Northern Hardwood Conifer Swamps
These poorly drained, seasonally inundated communities are found on northern floodplains, glacial lake plains, and morainal stream headwaters.  Slightly acid to neutral soils are sandy to sandy loam in texture or muck over a mineral substrate.  The signature hardwood is black ash, but green ash, yellow birch, American elm, red maple, and balsam poplar also occur.  Scattered conifers—balsam fir, tamarack, northern white cedar, white pine, and hemlock—may be present.  This common wetland type has little commercial timber value.  It is found throughout the northern Lower Peninsula (about 500 thousand acres) and the Upper Peninsula (about 350 thousand acres). 

Northern Cedar Swamps
These forests are found along streams and drainageways, adjacent to inland lakes, in abandoned embayments and interdunal swales along the Great Lakes, and in wet depressions.  Surface soils are acid, organic muck or peat, but subsurface soil layers may be neutral or slightly alkaline in pH, especially where they overlie limestone or dolomitic bedrock.  Forest structure and composition are strongly influenced by a constant flow of cold, mineral-rich groundwater through the soil.  One singular conifer, often occurring in nearly pure stands, defines this type: northern white cedar.  Tamarack also can be present, sometimes dominating the cedar.  Associated trees include white pine, white spruce, black spruce, balsam fir (often in the understory), hemlock, red maple, black ash, paper birch, yellow birch, American elm, quaking aspen, and balsam poplar.  Total state area of this type is about 1.35 million acres, with nearly half in the eastern Upper Peninsula.  Cedar is an important source of posts, poles, and cabin logs, but its long-term future is uncertain because of excessive browsing by deer, especially in winter yarding areas. 

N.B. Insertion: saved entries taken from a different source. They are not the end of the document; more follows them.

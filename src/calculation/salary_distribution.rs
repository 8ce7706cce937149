//! Salary segmentation helpers.

use rust_decimal::Decimal;

use crate::models::{PayrollLineItem, RankBy, SalaryDistribution};

/// Counts line items per salary band.
///
/// Bands are 0-500, 501-1000, 1001-1500, 1501-2000 and 2000+, each upper
/// bound inclusive.
pub fn salary_distribution(items: &[PayrollLineItem]) -> SalaryDistribution {
    let band_500 = Decimal::new(500, 0);
    let band_1000 = Decimal::new(1000, 0);
    let band_1500 = Decimal::new(1500, 0);
    let band_2000 = Decimal::new(2000, 0);

    let mut distribution = SalaryDistribution::default();
    for item in items {
        let salary = item.salary();
        if salary <= band_500 {
            distribution.up_to_500 += 1;
        } else if salary <= band_1000 {
            distribution.up_to_1000 += 1;
        } else if salary <= band_1500 {
            distribution.up_to_1500 += 1;
        } else if salary <= band_2000 {
            distribution.up_to_2000 += 1;
        } else {
            distribution.above_2000 += 1;
        }
    }
    distribution
}

/// Returns the items whose salary is at least `minimum`, in period order.
pub fn filter_by_min_salary(items: &[PayrollLineItem], minimum: Decimal) -> Vec<&PayrollLineItem> {
    items.iter().filter(|item| item.salary() >= minimum).collect()
}

/// Returns up to `limit` items ranked by `by`, highest first.
///
/// The sort is stable, so equal values keep their period order.
///
/// # Example
///
/// ```
/// use payroll_engine::calculation::{build_period, top_earners};
/// use payroll_engine::config::PayrollConfig;
/// use payroll_engine::models::{Employee, RankBy};
/// use rust_decimal::Decimal;
///
/// let employees = vec![
///     Employee::new("1234567890", "Ana Lopez", Decimal::new(800, 0), "Ventas", "Asesora")?,
///     Employee::new("0987654321", "Luis Ruiz", Decimal::new(1200, 0), "IT", "Dev")?,
/// ];
/// let period = build_period(1, "202501".parse()?, &employees, &PayrollConfig::default());
///
/// let top = top_earners(period.line_items(), 1, RankBy::Salary);
/// assert_eq!(top[0].employee().name, "Luis Ruiz");
/// # Ok::<(), payroll_engine::error::EngineError>(())
/// ```
pub fn top_earners(items: &[PayrollLineItem], limit: usize, by: RankBy) -> Vec<&PayrollLineItem> {
    let mut ranked: Vec<&PayrollLineItem> = items.iter().collect();
    ranked.sort_by(|a, b| by.value(b).cmp(&by.value(a)));
    ranked.truncate(limit);
    ranked
}
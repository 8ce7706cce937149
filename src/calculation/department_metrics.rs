//! Per-department metrics.

use std::collections::HashMap;

use rust_decimal::Decimal;

use crate::models::{DepartmentBreakdown, DepartmentMetrics, ExtremalEntry, PayrollLineItem};

use super::statistics::{average, first_max_by};

/// Groups `items` by department and computes metrics for each bucket.
///
/// Departments appear in the order they are first seen. Every item lands in
/// exactly one bucket. An empty slice yields an empty breakdown.
///
/// # Example
///
/// ```
/// use payroll_engine::calculation::{build_period, department_metrics};
/// use payroll_engine::config::PayrollConfig;
/// use payroll_engine::models::Employee;
/// use rust_decimal::Decimal;
///
/// let employees = vec![
///     Employee::new("1234567890", "Ana Lopez", Decimal::new(800, 0), "Ventas", "Asesora")?,
///     Employee::new("0987654321", "Luis Ruiz", Decimal::new(1200, 0), "IT", "Dev")?,
/// ];
/// let period = build_period(1, "202501".parse()?, &employees, &PayrollConfig::default());
///
/// let breakdown = department_metrics(period.line_items());
/// assert_eq!(breakdown.names(), vec!["Ventas", "IT"]);
/// # Ok::<(), payroll_engine::error::EngineError>(())
/// ```
pub fn department_metrics(items: &[PayrollLineItem]) -> DepartmentBreakdown {
    let mut order: Vec<(&str, Vec<PayrollLineItem>)> = Vec::new();
    let mut index: HashMap<&str, usize> = HashMap::new();

    for item in items {
        let department = item.employee().department.as_str();
        let slot = *index.entry(department).or_insert_with(|| {
            order.push((department, Vec::new()));
            order.len() - 1
        });
        order[slot].1.push(item.clone());
    }

    let departments = order
        .into_iter()
        .map(|(department, members)| metrics_for(department, &members))
        .collect();

    DepartmentBreakdown::new(departments)
}

fn metrics_for(department: &str, members: &[PayrollLineItem]) -> DepartmentMetrics {
    let total_net: Decimal = members.iter().map(PayrollLineItem::net_pay).sum();
    DepartmentMetrics {
        department: department.to_string(),
        employee_count: members.len(),
        total_net,
        average_net: average(total_net, members.len()),
        highest_net: first_max_by(members, PayrollLineItem::net_pay)
            .map(|item| ExtremalEntry::from_item(item, item.net_pay())),
        line_item_ids: members.iter().map(PayrollLineItem::id).collect(),
    }
}
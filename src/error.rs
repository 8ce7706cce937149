//! Error types for the payroll engine.
//!
//! This module provides strongly-typed errors using the `thiserror` crate
//! for every failure the engine reports to its callers. Ordinary absence
//! (an unknown employee or period) is never an error; it is returned as
//! `None` by the query operations.

use thiserror::Error;

/// The main error type for the payroll engine.
///
/// # Example
///
/// ```
/// use payroll_engine::error::EngineError;
///
/// let error = EngineError::InvalidEmployee {
///     field: "salary".to_string(),
///     message: "must be positive".to_string(),
/// };
/// assert_eq!(error.to_string(), "Invalid employee field 'salary': must be positive");
/// ```
#[derive(Debug, Error)]
pub enum EngineError {
    /// Configuration file was not found at the specified path.
    #[error("Configuration file not found: {path}")]
    ConfigNotFound {
        /// The path that was not found.
        path: String,
    },

    /// Configuration file could not be parsed.
    #[error("Failed to parse configuration file '{path}': {message}")]
    ConfigParseError {
        /// The path to the file that failed to parse.
        path: String,
        /// A description of the parse error.
        message: String,
    },

    /// A configuration value was out of range.
    #[error("Invalid configuration value '{field}': {message}")]
    InvalidConfig {
        /// The offending configuration key.
        field: String,
        /// Why the value was rejected.
        message: String,
    },

    /// An employee record failed validation.
    #[error("Invalid employee field '{field}': {message}")]
    InvalidEmployee {
        /// The field that was invalid.
        field: String,
        /// A description of what made the field invalid.
        message: String,
    },

    /// A period key was not a valid YYYYMM label.
    #[error("Invalid period key '{key}': {message}")]
    InvalidPeriodKey {
        /// The rejected key.
        key: String,
        /// A description of what made the key invalid.
        message: String,
    },

    /// An employee with the same identifier is already stored.
    #[error("Employee already exists: {id}")]
    EmployeeAlreadyExists {
        /// The duplicated identifier.
        id: String,
    },

    /// A payroll period was already generated for the key.
    #[error("Payroll period already exists: {period_key}")]
    PeriodAlreadyExists {
        /// The duplicated period key.
        period_key: String,
    },

    /// Persisted data could not be read.
    #[error("Failed to read '{path}': {message}")]
    StorageRead {
        /// The file or directory being read.
        path: String,
        /// The underlying I/O error.
        message: String,
    },

    /// Persisted data could not be written.
    #[error("Failed to write '{path}': {message}")]
    StorageWrite {
        /// The file being written.
        path: String,
        /// The underlying I/O or encoding error.
        message: String,
    },

    /// A period snapshot exists but does not decode to a consistent period.
    #[error("Corrupt payroll snapshot '{path}': {message}")]
    CorruptSnapshot {
        /// The snapshot file.
        path: String,
        /// What was wrong with it.
        message: String,
    },
}

impl EngineError {
    /// Returns true for failures caused by the caller's input.
    pub fn is_validation(&self) -> bool {
        matches!(
            self,
            EngineError::InvalidEmployee { .. } | EngineError::InvalidPeriodKey { .. }
        )
    }
}

/// A type alias for Results that return EngineError.
pub type EngineResult<T> = Result<T, EngineError>;
//! Core data models for the payroll engine.
//!
//! This module contains all the domain models used throughout the engine.

mod employee;
mod line_item;
mod payroll_period;
mod period_key;
mod statistics;

pub use employee::{
    EMPLOYEE_ID_LENGTH, Employee, EmployeePatch, MAX_SALARY, NewEmployee, validate_employee,
};
pub use line_item::{PayrollLineItem, mandatory_contribution};
pub use payroll_period::{PayrollPeriod, PeriodTotals};
pub use period_key::PeriodKey;
pub use statistics::{
    DepartmentBreakdown, DepartmentMetrics, ExtremalEntry, PeriodStatistics, RankBy,
    SalaryDistribution,
};
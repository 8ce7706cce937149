//! Calendar labels for payroll periods.

use std::fmt;
use std::str::FromStr;

use chrono::{Datelike, NaiveDate};
use serde::{Deserialize, Serialize};

use crate::error::{EngineError, EngineResult};

/// A `YYYYMM` label identifying one monthly payroll run.
///
/// Keys order chronologically, so sorting a list of keys sorts the periods.
///
/// # Example
///
/// ```
/// use payroll_engine::models::PeriodKey;
///
/// let key: PeriodKey = "202501".parse()?;
/// assert_eq!(key.year(), 2025);
/// assert_eq!(key.month(), 1);
/// assert!("202513".parse::<PeriodKey>().is_err());
/// # Ok::<(), payroll_engine::error::EngineError>(())
/// ```
#[derive(Debug, Clone, PartialEq, Eq, PartialOrd, Ord, Hash, Serialize, Deserialize)]
#[serde(try_from = "String", into = "String")]
pub struct PeriodKey {
    label: String,
    first_day: NaiveDate,
}

impl PeriodKey {
    /// Validates and wraps a `YYYYMM` label.
    pub fn parse(key: &str) -> EngineResult<Self> {
        let invalid = |message: &str| EngineError::InvalidPeriodKey {
            key: key.to_string(),
            message: message.to_string(),
        };

        if key.len() != 6 || !key.bytes().all(|b| b.is_ascii_digit()) {
            return Err(invalid("must be exactly 6 digits (YYYYMM)"));
        }

        let year: i32 = key[..4]
            .parse()
            .map_err(|_| invalid("year is not a number"))?;
        let month: u32 = key[4..]
            .parse()
            .map_err(|_| invalid("month is not a number"))?;

        let first_day = NaiveDate::from_ymd_opt(year, month, 1)
            .ok_or_else(|| invalid("month must be between 01 and 12"))?;

        Ok(Self {
            label: key.to_string(),
            first_day,
        })
    }

    /// The label as a string slice.
    pub fn as_str(&self) -> &str {
        &self.label
    }

    /// The four-digit year.
    pub fn year(&self) -> i32 {
        self.first_day.year()
    }

    /// The month, 1 through 12.
    pub fn month(&self) -> u32 {
        self.first_day.month()
    }

    /// The first calendar day of the period.
    pub fn first_day(&self) -> NaiveDate {
        self.first_day
    }
}

impl fmt::Display for PeriodKey {
    fn fmt(&self, f: &mut fmt::Formatter<'_>) -> fmt::Result {
        f.write_str(&self.label)
    }
}

impl FromStr for PeriodKey {
    type Err = EngineError;

    fn from_str(s: &str) -> EngineResult<Self> {
        Self::parse(s)
    }
}

impl TryFrom<String> for PeriodKey {
    type Error = EngineError;

    fn try_from(value: String) -> EngineResult<Self> {
        Self::parse(&value)
    }
}

impl From<PeriodKey> for String {
    fn from(key: PeriodKey) -> Self {
        key.label
    }
}
//! Calculation logic for the payroll engine.
//!
//! This module contains the pure functions that turn employee records into
//! line items and periods, and periods into reports: period statistics,
//! department metrics, salary segmentation, top-earner ranking and the
//! plain-text report.

mod department_metrics;
mod line_items;
mod report;
mod salary_distribution;
mod statistics;

pub use department_metrics::department_metrics;
pub use line_items::{build_line_item, build_period};
pub use report::render_report;
pub use salary_distribution::{filter_by_min_salary, salary_distribution, top_earners};
pub use statistics::period_statistics;
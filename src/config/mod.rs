//! Configuration loading for the payroll engine.
//!
//! The fixed payroll constants (bonus, loan deduction, contribution rate and
//! the high-salary threshold) are loaded from a YAML file and passed
//! explicitly into every calculation.
//!
//! # Example
//!
//! ```no_run
//! use payroll_engine::config::ConfigLoader;
//!
//! let config = ConfigLoader::load("./config/payroll.yaml").unwrap();
//! println!("Bonus: {}", config.bonus);
//! ```

mod loader;
mod payroll;

pub use loader::ConfigLoader;
pub use payroll::PayrollConfig;
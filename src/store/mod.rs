//! Persistence for employees and payroll periods.
//!
//! The payroll service talks to storage only through the [`EmployeeStore`]
//! and [`PeriodStore`] traits. Two implementations are provided: JSON files
//! on disk and in-memory collections.

mod json;
mod memory;

pub use json::{JsonEmployeeStore, JsonPeriodStore};
pub use memory::{InMemoryEmployeeStore, InMemoryPeriodStore};

use crate::error::EngineResult;
use crate::models::{Employee, PayrollPeriod, PeriodKey};

/// Keyed storage of employee records.
pub trait EmployeeStore {
    /// Inserts `employee`, replacing any record with the same id in place.
    fn save(&mut self, employee: &Employee) -> EngineResult<()>;

    /// Looks up an employee by id.
    fn get(&self, id: &str) -> EngineResult<Option<Employee>>;

    /// Returns every employee in insertion order.
    fn list_all(&self) -> EngineResult<Vec<Employee>>;

    /// Removes the employee with `id`, returning whether one existed.
    fn delete(&mut self, id: &str) -> EngineResult<bool>;
}

/// Snapshot storage of generated payroll periods.
pub trait PeriodStore {
    /// Writes `period`, overwriting any snapshot with the same key.
    fn save(&mut self, period: &PayrollPeriod) -> EngineResult<()>;

    /// Loads the full period, line items included.
    fn get(&self, period_key: &PeriodKey) -> EngineResult<Option<PayrollPeriod>>;

    /// Returns every stored key in chronological order.
    fn list_keys(&self) -> EngineResult<Vec<PeriodKey>>;

    /// Returns whether a snapshot exists for `period_key`.
    fn contains(&self, period_key: &PeriodKey) -> EngineResult<bool> {
        Ok(self.list_keys()?.contains(period_key))
    }
}

impl<T: EmployeeStore + ?Sized> EmployeeStore for Box<T> {
    fn save(&mut self, employee: &Employee) -> EngineResult<()> {
        (**self).save(employee)
    }

    fn get(&self, id: &str) -> EngineResult<Option<Employee>> {
        (**self).get(id)
    }

    fn list_all(&self) -> EngineResult<Vec<Employee>> {
        (**self).list_all()
    }

    fn delete(&mut self, id: &str) -> EngineResult<bool> {
        (**self).delete(id)
    }
}

impl<T: PeriodStore + ?Sized> PeriodStore for Box<T> {
    fn save(&mut self, period: &PayrollPeriod) -> EngineResult<()> {
        (**self).save(period)
    }

    fn get(&self, period_key: &PeriodKey) -> EngineResult<Option<PayrollPeriod>> {
        (**self).get(period_key)
    }

    fn list_keys(&self) -> EngineResult<Vec<PeriodKey>> {
        (**self).list_keys()
    }

    fn contains(&self, period_key: &PeriodKey) -> EngineResult<bool> {
        (**self).contains(period_key)
    }
}
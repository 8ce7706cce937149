//! In-memory stores, used by tests and embedded callers.

use std::collections::BTreeMap;

use crate::error::EngineResult;
use crate::models::{Employee, PayrollPeriod, PeriodKey};

use super::{EmployeeStore, PeriodStore};

/// Employees held in a vector, in insertion order.
#[derive(Debug, Clone, Default)]
pub struct InMemoryEmployeeStore {
    employees: Vec<Employee>,
}

impl InMemoryEmployeeStore {
    /// Creates an empty store.
    pub fn new() -> Self {
        Self::default()
    }

    /// Creates a store seeded with `employees`.
    pub fn with_employees(employees: Vec<Employee>) -> Self {
        Self { employees }
    }
}

impl EmployeeStore for InMemoryEmployeeStore {
    fn save(&mut self, employee: &Employee) -> EngineResult<()> {
        match self.employees.iter_mut().find(|e| e.id == employee.id) {
            Some(existing) => *existing = employee.clone(),
            None => self.employees.push(employee.clone()),
        }
        Ok(())
    }

    fn get(&self, id: &str) -> EngineResult<Option<Employee>> {
        Ok(self.employees.iter().find(|e| e.id == id).cloned())
    }

    fn list_all(&self) -> EngineResult<Vec<Employee>> {
        Ok(self.employees.clone())
    }

    fn delete(&mut self, id: &str) -> EngineResult<bool> {
        let before = self.employees.len();
        self.employees.retain(|e| e.id != id);
        Ok(self.employees.len() != before)
    }
}

/// Periods keyed by [`PeriodKey`], iterated in chronological order.
#[derive(Debug, Clone, Default)]
pub struct InMemoryPeriodStore {
    periods: BTreeMap<PeriodKey, PayrollPeriod>,
}

impl InMemoryPeriodStore {
    /// Creates an empty store.
    pub fn new() -> Self {
        Self::default()
    }
}

impl PeriodStore for InMemoryPeriodStore {
    fn save(&mut self, period: &PayrollPeriod) -> EngineResult<()> {
        self.periods
            .insert(period.period_key().clone(), period.clone());
        Ok(())
    }

    fn get(&self, period_key: &PeriodKey) -> EngineResult<Option<PayrollPeriod>> {
        Ok(self.periods.get(period_key).cloned())
    }

    fn list_keys(&self) -> EngineResult<Vec<PeriodKey>> {
        Ok(self.periods.keys().cloned().collect())
    }

    fn contains(&self, period_key: &PeriodKey) -> EngineResult<bool> {
        Ok(self.periods.contains_key(period_key))
    }
}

Northern Conifer Bogs and Muskegs
This type occupies former lakes and ponds that have filled in with undecomposed plant residues over the course of thousands of years.  Soils are deep, poorly drained or undrained, very acid, saturated peats devoid of groundwater influence—an infertile and stressful soil environment.  The stress is obvious in muskegs, where trees are scattered and stunted.  Conifers dominate this type, with black spruce often forming pure stands.  Frequent associates include tamarack, balsam fir, and jack pine (on sandy hummocks or ridges), along with occasional white pines and northern white cedar.  These distinctive northern wetlands are found mostly in the Upper Peninsula, although they do occur in the northern Lower Peninsula, occupying about 465,000 acres state-wide.  They are of no commercial value.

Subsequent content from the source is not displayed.